ASSIGNMENT: With nothing added or dropped, output every record below exactly.

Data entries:
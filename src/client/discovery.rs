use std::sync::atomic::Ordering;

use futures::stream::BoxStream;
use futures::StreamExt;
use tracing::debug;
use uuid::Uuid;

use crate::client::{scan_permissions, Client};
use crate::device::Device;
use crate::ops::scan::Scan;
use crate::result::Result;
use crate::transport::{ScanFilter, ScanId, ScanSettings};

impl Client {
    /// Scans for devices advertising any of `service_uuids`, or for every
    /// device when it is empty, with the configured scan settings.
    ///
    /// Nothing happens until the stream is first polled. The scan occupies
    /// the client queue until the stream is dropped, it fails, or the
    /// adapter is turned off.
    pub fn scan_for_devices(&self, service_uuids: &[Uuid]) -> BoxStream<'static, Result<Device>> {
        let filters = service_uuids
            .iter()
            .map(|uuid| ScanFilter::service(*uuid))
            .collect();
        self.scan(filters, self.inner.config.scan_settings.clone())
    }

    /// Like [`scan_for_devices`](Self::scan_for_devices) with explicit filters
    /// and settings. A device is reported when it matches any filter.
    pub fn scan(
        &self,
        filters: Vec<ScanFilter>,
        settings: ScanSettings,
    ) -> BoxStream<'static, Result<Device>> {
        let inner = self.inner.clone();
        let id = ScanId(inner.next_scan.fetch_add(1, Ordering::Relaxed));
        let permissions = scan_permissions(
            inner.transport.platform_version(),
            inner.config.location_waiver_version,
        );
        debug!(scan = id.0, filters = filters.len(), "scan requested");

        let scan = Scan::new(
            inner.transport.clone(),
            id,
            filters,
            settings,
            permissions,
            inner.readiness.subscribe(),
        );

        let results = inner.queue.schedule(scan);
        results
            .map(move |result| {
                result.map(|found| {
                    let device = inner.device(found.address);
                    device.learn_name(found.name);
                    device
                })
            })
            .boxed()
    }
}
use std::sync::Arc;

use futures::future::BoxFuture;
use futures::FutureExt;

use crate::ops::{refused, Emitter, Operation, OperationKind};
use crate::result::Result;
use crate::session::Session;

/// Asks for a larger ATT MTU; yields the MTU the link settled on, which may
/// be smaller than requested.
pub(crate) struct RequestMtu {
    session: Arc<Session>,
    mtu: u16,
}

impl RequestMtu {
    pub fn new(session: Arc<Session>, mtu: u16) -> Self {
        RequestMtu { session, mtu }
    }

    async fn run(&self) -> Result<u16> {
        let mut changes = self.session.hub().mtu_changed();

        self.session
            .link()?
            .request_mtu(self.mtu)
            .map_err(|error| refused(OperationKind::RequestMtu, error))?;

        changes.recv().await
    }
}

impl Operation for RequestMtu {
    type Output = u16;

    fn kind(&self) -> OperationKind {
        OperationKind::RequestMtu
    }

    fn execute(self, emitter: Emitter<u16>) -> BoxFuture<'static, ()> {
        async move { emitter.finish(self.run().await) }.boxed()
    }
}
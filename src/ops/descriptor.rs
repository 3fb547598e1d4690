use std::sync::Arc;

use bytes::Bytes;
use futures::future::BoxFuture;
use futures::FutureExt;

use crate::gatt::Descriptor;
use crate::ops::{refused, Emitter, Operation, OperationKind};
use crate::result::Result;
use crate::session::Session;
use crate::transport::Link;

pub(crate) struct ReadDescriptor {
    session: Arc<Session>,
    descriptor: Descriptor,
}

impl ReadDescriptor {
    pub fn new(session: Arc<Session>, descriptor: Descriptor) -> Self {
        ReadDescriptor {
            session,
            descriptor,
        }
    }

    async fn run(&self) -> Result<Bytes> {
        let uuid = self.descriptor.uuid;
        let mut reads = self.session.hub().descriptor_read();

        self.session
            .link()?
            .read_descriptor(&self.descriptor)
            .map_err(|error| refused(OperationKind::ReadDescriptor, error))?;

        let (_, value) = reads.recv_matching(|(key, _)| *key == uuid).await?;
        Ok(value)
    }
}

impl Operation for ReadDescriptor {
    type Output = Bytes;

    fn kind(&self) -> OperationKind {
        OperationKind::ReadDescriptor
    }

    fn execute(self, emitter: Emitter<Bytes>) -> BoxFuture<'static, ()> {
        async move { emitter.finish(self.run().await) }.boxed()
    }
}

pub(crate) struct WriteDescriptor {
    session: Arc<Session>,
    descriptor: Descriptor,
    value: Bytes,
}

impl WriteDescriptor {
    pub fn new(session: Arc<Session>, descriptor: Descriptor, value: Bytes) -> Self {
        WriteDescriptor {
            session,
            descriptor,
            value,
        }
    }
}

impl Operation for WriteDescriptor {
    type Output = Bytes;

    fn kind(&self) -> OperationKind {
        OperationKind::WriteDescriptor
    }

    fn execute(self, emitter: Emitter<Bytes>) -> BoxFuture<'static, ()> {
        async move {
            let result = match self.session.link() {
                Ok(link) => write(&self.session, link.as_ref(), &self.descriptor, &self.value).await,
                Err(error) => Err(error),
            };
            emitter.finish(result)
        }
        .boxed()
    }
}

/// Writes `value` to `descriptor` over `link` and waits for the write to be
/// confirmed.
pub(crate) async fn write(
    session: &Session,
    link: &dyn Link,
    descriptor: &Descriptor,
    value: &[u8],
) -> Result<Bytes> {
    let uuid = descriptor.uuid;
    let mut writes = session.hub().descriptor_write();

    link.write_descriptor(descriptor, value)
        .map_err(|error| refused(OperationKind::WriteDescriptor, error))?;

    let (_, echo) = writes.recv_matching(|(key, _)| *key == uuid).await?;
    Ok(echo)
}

EXERCISE OUTPUT:
filename src/client/discovery.rs
use std::sync::atomic::Ordering;

use futures::stream::BoxStream;
use futures::StreamExt;
use tracing::debug;
use uuid::Uuid;

use crate::client::{scan_permissions, Client};
use crate::device::Device;
use crate::ops::scan::Scan;
use crate::result::Result;
use crate::transport::{ScanFilter, ScanId, ScanSettings};

impl Client {
    /// Scans for devices advertising any of `service_uuids`, or for every
    /// device when it is empty, with the configured scan settings.
    ///
    /// Nothing happens until the stream is first polled. The scan occupies
    /// the client queue until the stream is dropped, it fails, or the
    /// adapter is turned off.
    pub fn scan_for_devices(&self, service_uuids: &[Uuid]) -> BoxStream<'static, Result<Device>> {
        let filters = service_uuids
            .iter()
            .map(|uuid| ScanFilter::service(*uuid))
            .collect();
        self.scan(filters, self.inner.config.scan_settings.clone())
    }

    /// Like [`scan_for_devices`](Self::scan_for_devices) with explicit filters
    /// and settings. A device is reported when it matches any filter.
    pub fn scan(
        &self,
        filters: Vec<ScanFilter>,
        settings: ScanSettings,
    ) -> BoxStream<'static, Result<Device>> {
        let inner = self.inner.clone();
        let id = ScanId(inner.next_scan.fetch_add(1, Ordering::Relaxed));
        let permissions = scan_permissions(
            inner.transport.platform_version(),
            inner.config.location_waiver_version,
        );
        debug!(scan = id.0, filters = filters.len(), "scan requested");

        let scan = Scan::new(
            inner.transport.clone(),
            id,
            filters,
            settings,
            permissions,
            inner.readiness.subscribe(),
        );

        let results = inner.queue.schedule(scan);
        results
            .map(move |result| {
                result.map(|found| {
                    let device = inner.device(found.address);
                    device.learn_name(found.name);
                    device
                })
            })
            .boxed()
    }
}
use std::sync::Arc;

use futures::future::BoxFuture;
use futures::FutureExt;

use crate::ops::{refused, Emitter, Operation, OperationKind};
use crate::result::Result;
use crate::session::Session;

/// Asks for a larger ATT MTU; yields the MTU the link settled on, which may
/// be smaller than requested.
pub(crate) struct RequestMtu {
    session: Arc<Session>,
    mtu: u16,
}

impl RequestMtu {
    pub fn new(session: Arc<Session>, mtu: u16) -> Self {
        RequestMtu { session, mtu }
    }

    async fn run(&self) -> Result<u16> {
        let mut changes = self.session.hub().mtu_changed();

        self.session
            .link()?
            .request_mtu(self.mtu)
            .map_err(|error| refused(OperationKind::RequestMtu, error))?;

        changes.recv().await
    }
}

impl Operation for RequestMtu {
    type Output = u16;

    fn kind(&self) -> OperationKind {
        OperationKind::RequestMtu
    }

    fn execute(self, emitter: Emitter<u16>) -> BoxFuture<'static, ()> {
        async move { emitter.finish(self.run().await) }.boxed()
    }
}
filename src/ops/descriptor.rs
repository 3fb547598e1d4690
use std::sync::Arc;

use bytes::Bytes;
use futures::future::BoxFuture;
use futures::FutureExt;

use crate::gatt::Descriptor;
use crate::ops::{refused, Emitter, Operation, OperationKind};
use crate::result::Result;
use crate::session::Session;
use crate::transport::Link;

pub(crate) struct ReadDescriptor {
    session: Arc<Session>,
    descriptor: Descriptor,
}

impl ReadDescriptor {
    pub fn new(session: Arc<Session>, descriptor: Descriptor) -> Self {
        ReadDescriptor {
            session,
            descriptor,
        }
    }

    async fn run(&self) -> Result<Bytes> {
        let uuid = self.descriptor.uuid;
        let mut reads = self.session.hub().descriptor_read();

        self.session
            .link()?
            .read_descriptor(&self.descriptor)
            .map_err(|error| refused(OperationKind::ReadDescriptor, error))?;

        let (_, value) = reads.recv_matching(|(key, _)| *key == uuid).await?;
        Ok(value)
    }
}

impl Operation for ReadDescriptor {
    type Output = Bytes;

    fn kind(&self) -> OperationKind {
        OperationKind::ReadDescriptor
    }

    fn execute(self, emitter: Emitter<Bytes>) -> BoxFuture<'static, ()> {
        async move { emitter.finish(self.run().await) }.boxed()
    }
}

pub(crate) struct WriteDescriptor {
    session: Arc<Session>,
    descriptor: Descriptor,
    value: Bytes,
}

impl WriteDescriptor {
    pub fn new(session: Arc<Session>, descriptor: Descriptor, value: Bytes) -> Self {
        WriteDescriptor {
            session,
            descriptor,
            value,
        }
    }
}

impl Operation for WriteDescriptor {
    type Output = Bytes;

    fn kind(&self) -> OperationKind {
        OperationKind::WriteDescriptor
    }

    fn execute(self, emitter: Emitter<Bytes>) -> BoxFuture<'static, ()> {
        async move {
            let result = match self.session.link() {
                Ok(link) => write(&self.session, link.as_ref(), &self.descriptor, &self.value).await,
                Err(error) => Err(error),
            };
            emitter.finish(result)
        }
        .boxed()
    }
}

/// Writes `value` to `descriptor` over `link` and waits for the write to be
/// confirmed.
pub(crate) async fn write(
    session: &Session,
    link: &dyn Link,
    descriptor: &Descriptor,
    value: &[u8],
) -> Result<Bytes> {
    let uuid = descriptor.uuid;
    let mut writes = session.hub().descriptor_write();

    link.write_descriptor(descriptor, value)
        .map_err(|error| refused(OperationKind::WriteDescriptor, error))?;

    let (_, echo) = writes.recv_matching(|(key, _)| *key == uuid).await?;
    Ok(echo)
}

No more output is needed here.